*EXTRACTED DATA*

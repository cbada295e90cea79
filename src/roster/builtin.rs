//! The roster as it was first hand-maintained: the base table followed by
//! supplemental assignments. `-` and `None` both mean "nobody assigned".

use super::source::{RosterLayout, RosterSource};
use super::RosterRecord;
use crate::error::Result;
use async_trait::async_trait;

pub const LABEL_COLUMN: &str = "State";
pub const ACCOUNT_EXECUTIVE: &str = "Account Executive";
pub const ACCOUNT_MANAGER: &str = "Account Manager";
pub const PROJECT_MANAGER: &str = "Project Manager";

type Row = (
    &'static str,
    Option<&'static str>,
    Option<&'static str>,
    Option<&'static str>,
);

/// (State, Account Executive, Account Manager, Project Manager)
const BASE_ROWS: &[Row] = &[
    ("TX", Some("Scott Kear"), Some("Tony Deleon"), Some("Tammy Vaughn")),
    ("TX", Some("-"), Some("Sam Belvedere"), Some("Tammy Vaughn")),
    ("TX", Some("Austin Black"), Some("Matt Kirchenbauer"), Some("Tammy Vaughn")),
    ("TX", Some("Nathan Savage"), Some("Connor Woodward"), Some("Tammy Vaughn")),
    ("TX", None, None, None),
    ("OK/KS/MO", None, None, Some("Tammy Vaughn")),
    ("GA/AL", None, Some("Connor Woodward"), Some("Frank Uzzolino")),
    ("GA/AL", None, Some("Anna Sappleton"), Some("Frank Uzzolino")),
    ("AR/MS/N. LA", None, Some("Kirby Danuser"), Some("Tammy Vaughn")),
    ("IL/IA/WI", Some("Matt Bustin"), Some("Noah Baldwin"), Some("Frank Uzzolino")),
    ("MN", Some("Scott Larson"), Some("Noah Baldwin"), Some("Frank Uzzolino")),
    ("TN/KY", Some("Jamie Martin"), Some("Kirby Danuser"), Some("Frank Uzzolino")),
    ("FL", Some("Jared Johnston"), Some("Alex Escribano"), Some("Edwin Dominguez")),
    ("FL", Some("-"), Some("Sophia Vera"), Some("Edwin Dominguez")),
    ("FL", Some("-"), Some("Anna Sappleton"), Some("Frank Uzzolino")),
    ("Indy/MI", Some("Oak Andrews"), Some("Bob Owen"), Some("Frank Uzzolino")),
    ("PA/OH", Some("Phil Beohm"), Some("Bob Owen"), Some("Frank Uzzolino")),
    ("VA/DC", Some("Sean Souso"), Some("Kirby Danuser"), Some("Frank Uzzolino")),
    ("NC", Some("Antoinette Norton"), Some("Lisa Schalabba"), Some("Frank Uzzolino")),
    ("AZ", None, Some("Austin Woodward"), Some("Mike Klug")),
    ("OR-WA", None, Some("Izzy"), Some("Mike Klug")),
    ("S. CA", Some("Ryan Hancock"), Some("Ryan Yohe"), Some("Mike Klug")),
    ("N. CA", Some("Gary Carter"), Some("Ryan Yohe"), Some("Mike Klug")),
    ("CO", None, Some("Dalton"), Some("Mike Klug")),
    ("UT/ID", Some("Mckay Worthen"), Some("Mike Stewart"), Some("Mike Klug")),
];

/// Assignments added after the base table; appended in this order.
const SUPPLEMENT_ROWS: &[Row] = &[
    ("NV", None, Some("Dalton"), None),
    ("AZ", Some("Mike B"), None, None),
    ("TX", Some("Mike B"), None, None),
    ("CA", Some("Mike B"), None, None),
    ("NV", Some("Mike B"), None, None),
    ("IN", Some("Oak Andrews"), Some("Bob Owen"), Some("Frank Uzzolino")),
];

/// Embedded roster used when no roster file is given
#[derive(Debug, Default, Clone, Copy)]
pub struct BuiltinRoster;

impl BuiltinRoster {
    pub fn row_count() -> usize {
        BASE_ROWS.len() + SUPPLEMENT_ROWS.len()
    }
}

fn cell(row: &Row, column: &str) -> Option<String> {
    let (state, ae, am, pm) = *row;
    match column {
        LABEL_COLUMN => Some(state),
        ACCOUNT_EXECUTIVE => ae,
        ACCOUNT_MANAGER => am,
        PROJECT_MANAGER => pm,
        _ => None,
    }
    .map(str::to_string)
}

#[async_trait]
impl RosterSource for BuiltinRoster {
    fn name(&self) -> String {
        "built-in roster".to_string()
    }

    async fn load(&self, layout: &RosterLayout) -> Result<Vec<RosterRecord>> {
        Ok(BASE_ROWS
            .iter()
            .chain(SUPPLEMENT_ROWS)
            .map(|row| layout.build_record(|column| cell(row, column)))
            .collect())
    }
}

*TASK TO COMPLETE*
Go line by line through the records and copy those that contain the word "Connor".

*RESULT FOR THIS EXERCISE*
    ("TX", Some("Nathan Savage"), Some("Connor Woodward"), Some("Tammy Vaughn")),
    ("GA/AL", None, Some("Connor Woodward"), Some("Frank Uzzolino")),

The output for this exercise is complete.